On Jan 10, 2012, at 4:12 PM, Jeroen Ooms wrote:

> On Tue, Jan 10, 2012 at 6:17 AM, Simon Urbanek
> <simon.urba...@r-project.org> wrote:
>> Unfortunately R doesn't provide a way for this. Without changes to 
>> unserialization (on the wishlist for a few years now, but not easy to 
>> design) the best you can do is to check the native symbols for NULL pointers 
>> on usage and then re-fetch - that's something that could be done reasonably 
>> easily, although it's still a hack ...
> 
> Hmm that concerns me a bit. I make heavy use of saveRDS and readRDS in
> my framework and have assumed that for all practical purposes most
> objects can be saved to disk and loaded later on without problems. Are
> there any other types of objects that are not being
> serialized-unserialized to a state where they are functional again?
> 

No, AFAIR just external pointers (and weak references I presume). There is 
simply no way to serialize them, because by definition such objects are 
transient and only present in the running process.

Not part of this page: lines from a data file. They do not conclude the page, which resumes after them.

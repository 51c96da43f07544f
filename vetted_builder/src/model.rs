/// A coerced, typed argument value.
///
/// Produced by a [`Filter`](crate::Filter) (or a custom check) and handed to the action via the [`Payload`](crate::Payload).
#[derive(Debug, Clone, PartialEq)]
pub enum Value {
    /// A boolean value (ex: a switch).
    Boolean(bool),
    /// A finite number; integers are represented as integral `f64`.
    Number(f64),
    /// A text value.
    String(String),
}

impl Value {
    /// The [`Kind`] of this value.
    pub fn kind(&self) -> Kind {
        match self {
            Value::Boolean(_) => Kind::Boolean,
            Value::Number(_) => Kind::Number,
            Value::String(_) => Kind::String,
        }
    }

    /// Get the boolean, if this is a [`Value::Boolean`].
    pub fn as_bool(&self) -> Option<bool> {
        match self {
            Value::Boolean(b) => Some(*b),
            _ => None,
        }
    }

    /// Get the number, if this is a [`Value::Number`].
    pub fn as_f64(&self) -> Option<f64> {
        match self {
            Value::Number(n) => Some(*n),
            _ => None,
        }
    }

    /// Get the text, if this is a [`Value::String`].
    pub fn as_str(&self) -> Option<&str> {
        match self {
            Value::String(s) => Some(s.as_str()),
            _ => None,
        }
    }
}

impl std::fmt::Display for Value {
    fn fmt(&self, f: &mut std::fmt::Formatter<'_>) -> std::fmt::Result {
        match self {
            Value::Boolean(b) => write!(f, "{b}"),
            Value::Number(n) => write!(f, "{n}"),
            Value::String(s) => write!(f, "{s}"),
        }
    }
}

impl From<bool> for Value {
    fn from(value: bool) -> Self {
        Value::Boolean(value)
    }
}

impl From<&str> for Value {
    fn from(value: &str) -> Self {
        Value::String(value.to_string())
    }
}

impl From<String> for Value {
    fn from(value: String) -> Self {
        Value::String(value)
    }
}

macro_rules! number_from {
    ($($t:ty),*) => {
        $(
            impl From<$t> for Value {
                fn from(value: $t) -> Self {
                    Value::Number(f64::from(value))
                }
            }
        )*
    };
}

number_from!(i8, i16, i32, u8, u16, u32, f32, f64);

/// A raw, un-coerced input as produced by the tokenizer.
#[derive(Debug, Clone, PartialEq, Eq)]
pub enum Raw {
    /// An option given without a value (ex: `--verbose`).
    Flag(bool),
    /// A textual token.
    Text(String),
}

impl std::fmt::Display for Raw {
    fn fmt(&self, f: &mut std::fmt::Formatter<'_>) -> std::fmt::Result {
        match self {
            Raw::Flag(b) => write!(f, "{b}"),
            Raw::Text(t) => write!(f, "{t}"),
        }
    }
}

impl From<bool> for Raw {
    fn from(value: bool) -> Self {
        Raw::Flag(value)
    }
}

impl From<&str> for Raw {
    fn from(value: &str) -> Self {
        Raw::Text(value.to_string())
    }
}

impl From<String> for Raw {
    fn from(value: String) -> Self {
        Raw::Text(value)
    }
}

impl From<Raw> for Value {
    fn from(value: Raw) -> Self {
        match value {
            Raw::Flag(b) => Value::Boolean(b),
            Raw::Text(t) => Value::String(t),
        }
    }
}

/// The target type of a [`Filter`](crate::Filter).
#[derive(Debug, Clone, Copy, PartialEq, Eq)]
pub enum Kind {
    /// Coerces into [`Value::Boolean`].
    Boolean,
    /// Coerces into [`Value::Number`].
    Number,
    /// Coerces into [`Value::String`].
    String,
}

impl std::fmt::Display for Kind {
    fn fmt(&self, f: &mut std::fmt::Formatter<'_>) -> std::fmt::Result {
        match self {
            Kind::Boolean => write!(f, "boolean"),
            Kind::Number => write!(f, "number"),
            Kind::String => write!(f, "string"),
        }
    }
}
use std::iter::Peekable;
use std::str::FromStr;

use crate::model::Raw;

#[cfg(feature = "tracing_debug")]
use tracing::debug;

/// The Cli tokens, split into raw options (in order of appearance) and raw positional values.
#[derive(Debug, Default, PartialEq, Eq)]
pub struct Tokens {
    /// The raw options, keyed by short letter or long name (without dashes).
    pub options: Vec<(String, Raw)>,
    /// The raw positional values.
    pub values: Vec<String>,
}

/// Split the Cli tokens into raw options and raw positional values.
///
/// * `--` ends the options; every later token is a value.
/// * `--name=text` is an option with the value `text`.
/// * `--name` takes the following token as its value if that token looks like a value, else it is a flag.
/// * `-abc` aggregates the flags `a` and `b`, while `c` follows the `--name` rule.
/// * Anything else (including `-` and negative numbers) is a value.
///
/// ### Example
/// ```
/// # use vetted_builder as vetted;
/// use vetted::{tokenize, Raw};
///
/// let tokens = tokenize(&["-aB", "123", "--lamda", "leet", "A value."]);
/// assert_eq!(
///     tokens.options,
///     vec![
///         ("a".to_string(), Raw::Flag(true)),
///         ("B".to_string(), Raw::from("123")),
///         ("lamda".to_string(), Raw::from("leet")),
///     ]
/// );
/// assert_eq!(tokens.values, vec!["A value.".to_string()]);
/// ```
pub fn tokenize(tokens: &[&str]) -> Tokens {
    tokenize_with(tokens, |_| true)
}

/// Split the Cli tokens like [`tokenize`], where options for which `takes_value(key)` is false never take the following token.
///
/// ### Example
/// ```
/// # use vetted_builder as vetted;
/// use vetted::{tokenize_with, Raw};
///
/// let tokens = tokenize_with(&["--verbose", "file.txt"], |key| key != "verbose");
/// assert_eq!(tokens.options, vec![("verbose".to_string(), Raw::Flag(true))]);
/// assert_eq!(tokens.values, vec!["file.txt".to_string()]);
/// ```
pub fn tokenize_with(tokens: &[&str], takes_value: impl Fn(&str) -> bool) -> Tokens {
    let mut out = Tokens::default();
    let mut iter = tokens.iter().copied().peekable();

    while let Some(token) = iter.next() {
        if token == "--" {
            out.values.extend(iter.by_ref().map(str::to_string));
        } else if let Some(long) = token.strip_prefix("--") {
            match long.split_once('=') {
                Some((name, text)) => out.options.push((name.to_string(), Raw::from(text))),
                None => {
                    let raw = take_value(&mut iter, takes_value(long));
                    out.options.push((long.to_string(), raw));
                }
            }
        } else if token.len() > 1 && token.starts_with('-') && !is_number(token) {
            let letters: Vec<char> = token.chars().skip(1).collect();

            if let Some((last, aggregated)) = letters.split_last() {
                for letter in aggregated {
                    out.options.push((letter.to_string(), Raw::Flag(true)));
                }

                let last = last.to_string();
                let raw = take_value(&mut iter, takes_value(&last));
                out.options.push((last, raw));
            }
        } else {
            out.values.push(token.to_string());
        }
    }

    #[cfg(feature = "tracing_debug")]
    {
        debug!("Tokenized {tokens:?} into {out:?}.");
    }

    out
}

fn take_value<'t>(iter: &mut Peekable<impl Iterator<Item = &'t str>>, wanted: bool) -> Raw {
    match iter.next_if(|next| wanted && is_value(next)) {
        Some(value) => Raw::from(value),
        None => Raw::Flag(true),
    }
}

fn is_value(token: &str) -> bool {
    !token.starts_with('-') || token == "-" || is_number(token)
}

fn is_number(token: &str) -> bool {
    f64::from_str(token).is_ok_and(f64::is_finite)
}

They lose meaning the moment 
the process is terminated.


> In the case of the NativeSymbolInfo object, it should not be too hard
> to add an optional feature to unserialize which reloads the package
> and NativeSymbolInfo when it runs into nullpointers during
> unserialization? I am currently doing this manually after the
> unserialization, but that introduces quite some overhead.
> 

You could hard-code a special case of NativeSymbolInfo into R itself, but there 
are many other uses of external pointers in packages. The practical problem is 
that by definition you have no way of knowing which code will be able to 
unserialize a given external pointer. The fact that it is wrapped in a class is 
quite irrelevant to the pointer itself which doesn't know that. And conversely 
the class itself doesn't know that it may contain an external pointer - it's 
just a vanilla structure and you can't feasibly run a method on every single 
object you unserialize just to find out. Also you would need a special way of 
creating some raw byte stream that represents the state of the external pointer 
- apart from the regular serialization. That's why the current "solution" is 
that code using external pointers checks for NULL pointers and attempts to deal 
with that by inferring whether it can restore it or not from the information 
available (which is not always possible).